[FFmpeg-cvslog] dcadsp: split lfe_dir cases

Sat Feb 8 02:54:13 CET 2014

ffmpeg | branch: master | Christophe Gisquet <christophe.gisquet at gmail.com> | Thu Feb  6 00:41:54 2014 +0000| [45854df9a5220bdde400a447f63f61618b89dde2] | committer: Michael Niedermayer

dcadsp: split lfe_dir cases

The x86 runs short on registers because numerous elements are not static.
In addition, splitting them allows more optimized code, at least for x86.

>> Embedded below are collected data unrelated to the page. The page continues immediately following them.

//! Pattern banks and their persistence.
//!
//! Three banks of four slots, each slot holding a whole pattern document or
//! nothing. Banks persist through a key-value store; a whole set (banks plus
//! the current pattern) travels as one JSON document.

use std::collections::BTreeMap;
use std::path::{Path, PathBuf};

use serde::{Deserialize, Deserializer, Serialize};
use serde_json::Value;
use tracing::{debug, warn};

use crate::config::BANK_SLOTS;
use crate::error::{EngineError, Result};
use crate::pattern::PatternDocument;

/// Store key the banks are saved under.
pub const BANKS_KEY: &str = "loopbrushBanks";

#[derive(Debug, Clone, Copy, PartialEq, Eq, Hash, PartialOrd, Ord, Serialize, Deserialize)]
pub enum BankId {
    A,
    B,
    C,
}

impl BankId {
    pub const ALL: [BankId; 3] = [BankId::A, BankId::B, BankId::C];

    pub fn name(self) -> &'static str {
        match self {
            BankId::A => "A",
            BankId::B => "B",
            BankId::C => "C",
        }
    }

    pub fn from_name(name: &str) -> Option<BankId> {
        BankId::ALL
            .into_iter()
            .find(|b| b.name().eq_ignore_ascii_case(name.trim()))
    }
}

type Slots = Vec<Option<PatternDocument>>;

fn empty_bank() -> Slots {
    vec![None; BANK_SLOTS]
}

/// Accepts short or long slot arrays and normalizes them to the slot count.
fn bank_slots<'de, D: Deserializer<'de>>(deserializer: D) -> std::result::Result<Slots, D::Error> {
    let mut slots = Option::<Slots>::deserialize(deserializer)?.unwrap_or_default();
    slots.resize(BANK_SLOTS, None);
    Ok(slots)
}

#[derive(Debug, Clone, PartialEq, Serialize, Deserialize)]
pub struct PatternBanks {
    #[serde(rename = "A", default = "empty_bank", deserialize_with = "bank_slots")]
    a: Slots,
    #[serde(rename = "B", default = "empty_bank", deserialize_with = "bank_slots")]
    b: Slots,
    #[serde(rename = "C", default = "empty_bank", deserialize_with = "bank_slots")]
    c: Slots,
}

impl Default for PatternBanks {
    fn default() -> Self {
        PatternBanks {
            a: empty_bank(),
            b: empty_bank(),
            c: empty_bank(),
        }
    }
}

impl PatternBanks {
    pub fn new() -> Self {
        Self::default()
    }

    fn bank(&self, bank: BankId) -> &Slots {
        match bank {
            BankId::A => &self.a,
            BankId::B => &self.b,
            BankId::C => &self.c,
        }
    }

    fn bank_mut(&mut self, bank: BankId) -> &mut Slots {
        match bank {
            BankId::A => &mut self.a,
            BankId::B => &mut self.b,
            BankId::C => &mut self.c,
        }
    }

    fn check(bank: BankId, slot: usize) -> Result<()> {
        if slot < BANK_SLOTS {
            Ok(())
        } else {
            Err(EngineError::SlotOutOfRange {
                bank: bank.name().to_string(),
                slot,
            })
        }
    }

    /// The document in a slot, `None` when the slot is empty.
    pub fn get(&self, bank: BankId, slot: usize) -> Result<Option<&PatternDocument>> {
        Self::check(bank, slot)?;
        Ok(self.bank(bank)[slot].as_ref())
    }

    pub fn store(&mut self, bank: BankId, slot: usize, document: PatternDocument) -> Result<()> {
        Self::check(bank, slot)?;
        self.bank_mut(bank)[slot] = Some(document);
        Ok(())
    }

    /// Every filled slot, bank by bank.
    pub fn occupied(&self) -> Vec<(BankId, usize)> {
        BankId::ALL
            .into_iter()
            .flat_map(|bank| {
                self.bank(bank)
                    .iter()
                    .enumerate()
                    .filter(|(_, doc)| doc.is_some())
                    .map(move |(slot, _)| (bank, slot))
            })
            .collect()
    }

    pub fn from_json(json: &str) -> Result<Self> {
        Ok(serde_json::from_str(json)?)
    }

    pub fn to_json(&self) -> Result<String> {
        Ok(serde_json::to_string(self)?)
    }

    /// Banks saved in `store`, or empty banks when nothing usable is there.
    pub fn load(store: &dyn KeyValueStore) -> Self {
        match store.get(BANKS_KEY) {
            Ok(Some(json)) => Self::from_json(&json).unwrap_or_else(|e| {
                warn!("ignoring malformed pattern banks: {e}");
                Self::default()
            }),
            Ok(None) => Self::default(),
            Err(e) => {
                warn!("could not read pattern banks: {e}");
                Self::default()
            }
        }
    }

    pub fn save(&self, store: &mut dyn KeyValueStore) -> Result<()> {
        store.set(BANKS_KEY, &self.to_json()?)?;
        debug!(filled = self.occupied().len(), "pattern banks saved");
        Ok(())
    }
}

// ── Whole-set documents ─────────────────────────────────────

/// A full set: the current pattern plus every bank.
#[derive(Debug, Clone, Default, PartialEq, Serialize)]
pub struct SetDocument {
    #[serde(skip_serializing_if = "Option::is_none")]
    pub current: Option<PatternDocument>,
    #[serde(skip_serializing_if = "Option::is_none")]
    pub banks: Option<PatternBanks>,
}

impl SetDocument {
    /// Parse a set. A document with neither `current` nor `banks` is read as
    /// a bare pattern document.
    pub fn from_json(json: &str) -> Result<Self> {
        let mut value: Value = serde_json::from_str(json)?;
        let Some(object) = value.as_object_mut() else {
            return Ok(SetDocument {
                current: Some(PatternDocument::from_value(value)?),
                banks: None,
            });
        };
        let current = object.remove("current");
        let banks = object.remove("banks");
        if current.is_none() && banks.is_none() {
            return Ok(SetDocument {
                current: Some(PatternDocument::from_value(value)?),
                banks: None,
            });
        }
        Ok(SetDocument {
            current: current
                .filter(|v| !v.is_null())
                .map(PatternDocument::from_value)
                .transpose()?,
            banks: banks
                .filter(|v| !v.is_null())
                .map(serde_json::from_value)
                .transpose()?,
        })
    }

    pub fn to_json(&self) -> Result<String> {
        Ok(serde_json::to_string_pretty(self)?)
    }
}

// ── Stores ──────────────────────────────────────────────────

/// String key-value persistence, the way a browser's local storage works.
pub trait KeyValueStore: Send {
    fn get(&self, key: &str) -> Result<Option<String>>;

    fn set(&mut self, key: &str, value: &str) -> Result<()>;
}

#[derive(Debug, Clone, Default)]
pub struct MemoryStore {
    entries: BTreeMap<String, String>,
}

impl MemoryStore {
    pub fn new() -> Self {
        Self::default()
    }
}

impl KeyValueStore for MemoryStore {
    fn get(&self, key: &str) -> Result<Option<String>> {
        Ok(self.entries.get(key).cloned())
    }

    fn set(&mut self, key: &str, value: &str) -> Result<()> {
        self.entries.insert(key.to_string(), value.to_string());
        Ok(())
    }
}

/// Every key in one JSON object on disk, rewritten on each `set`.
#[derive(Debug, Clone)]
pub struct FileStore {
    path: PathBuf,
}

impl FileStore {
    pub fn new(path: impl Into<PathBuf>) -> Self {
        FileStore { path: path.into() }
    }

    pub fn path(&self) -> &Path {
        &self.path
    }

    fn read_all(&self) -> Result<BTreeMap<String, String>> {
        match std::fs::read_to_string(&self.path) {
            Ok(data) => Ok(serde_json::from_str(&data)?),
            Err(e) if e.kind() == std::io::ErrorKind::NotFound => Ok(BTreeMap::new()),
            Err(e) => Err(e.into()),
        }
    }
}

impl KeyValueStore for FileStore {
    fn get(&self, key: &str) -> Result<Option<String>> {
        Ok(self.read_all()?.remove(key))
    }

    fn set(&mut self, key: &str, value: &str) -> Result<()> {
        let mut entries = self.read_all()?;
        entries.insert(key.to_string(), value.to_string());
        if let Some(parent) = self.path.parent() {
            std::fs::create_dir_all(parent)?;
        }
        std::fs::write(&self.path, serde_json::to_string_pretty(&entries)?)?;
        Ok(())
    }
}
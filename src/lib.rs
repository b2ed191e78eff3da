pub mod bank;
pub mod clock;
pub mod compiler;
pub mod config;
pub mod dsp;
pub mod engine;
pub mod error;
pub mod pattern;
pub mod pitch;
pub mod rack;
pub mod renderer;
pub mod routing;
pub mod session;
pub mod voice_manager;

use crate::compiler::{CompileContext, compile_all};
use crate::config::EngineConfig;
use crate::error::Result;
use crate::pattern::{PatternDocument, PatternSettings, Track};
use crate::rack::RackSettings;
use crate::routing::SendMatrix;
use wasm_bindgen::prelude::*;

/// The crate version, read from Cargo.toml at compile time.
pub const VERSION: &str = env!("CARGO_PKG_VERSION");

/// WASM-exposed: return the loopbrush-core version string.
#[wasm_bindgen]
pub fn core_version() -> String {
    VERSION.to_string()
}

/// WASM-exposed: frequency of a vertical pad position.
#[wasm_bindgen]
pub fn map_pitch(y: f64, height: f64) -> f64 {
    pitch::map_pitch(y, height)
}

/// WASM-exposed: snap a frequency to a named scale.
#[wasm_bindgen]
pub fn quantize_frequency(freq: f64, scale: &str) -> f64 {
    pitch::quantize(freq, pitch::Scale::from_name(scale))
}

/// Everything a pattern document pins down, starting from defaults.
fn snapshot(json: &str) -> Result<(PatternSettings, RackSettings, SendMatrix, Vec<Track>)> {
    let document = PatternDocument::from_json(json)?;
    let mut rack = RackSettings::default();
    let mut matrix = SendMatrix::new();
    if let Some(fx) = &document.fx {
        fx.apply(&mut rack, &mut matrix);
    }
    let tracks = document.normalized_tracks();
    Ok((document.settings.unwrap_or_default(), rack, matrix, tracks))
}

/// WASM-exposed: compile a pattern document into the voice events of its
/// first loop cycle.
#[wasm_bindgen]
pub fn compile_pattern(json: &str) -> std::result::Result<JsValue, JsValue> {
    let (settings, rack, _, tracks) = snapshot(json).map_err(|e| JsValue::from_str(&format!("{e}")))?;
    let ctx = CompileContext::new(&EngineConfig::default(), &settings, 0.0, rack.chaos());
    let events = compile_all(&tracks, &ctx);
    serde_wasm_bindgen::to_value(&events).map_err(|e| JsValue::from_str(&format!("{e}")))
}

/// WASM-exposed: render one loop of a pattern document to a WAV byte array.
#[wasm_bindgen]
pub fn render_pattern_wav(json: &str, sample_rate: u32) -> std::result::Result<Vec<u8>, JsValue> {
    let (settings, rack, matrix, tracks) = snapshot(json).map_err(|e| JsValue::from_str(&format!("{e}")))?;
    let config = EngineConfig {
        sample_rate: sample_rate as f64,
        ..EngineConfig::default()
    };
    let (left, right) = renderer::render_offline(&config, &tracks, &settings, &rack, &matrix);
    Ok(renderer::encode_wav(&left, &right, sample_rate))
}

Signed-off-by: Michael Niedermayer <michaelni at gmx.at>

> http://git.videolan.org/gitweb.cgi/ffmpeg.git/?a=commit;h=45854df9a5220bdde400a447f63f61618b89dde2
---

 libavcodec/arm/dcadsp_init_arm.c |   33 ++++++++++++++++++++++++++++++---
 libavcodec/dcadec.c              |   10 +++++-----
 libavcodec/dcadsp.c              |   20 +++++++++++++++++---
 libavcodec/dcadsp.h              |    4 ++--
 4 files changed, 54 insertions(+), 13 deletions(-)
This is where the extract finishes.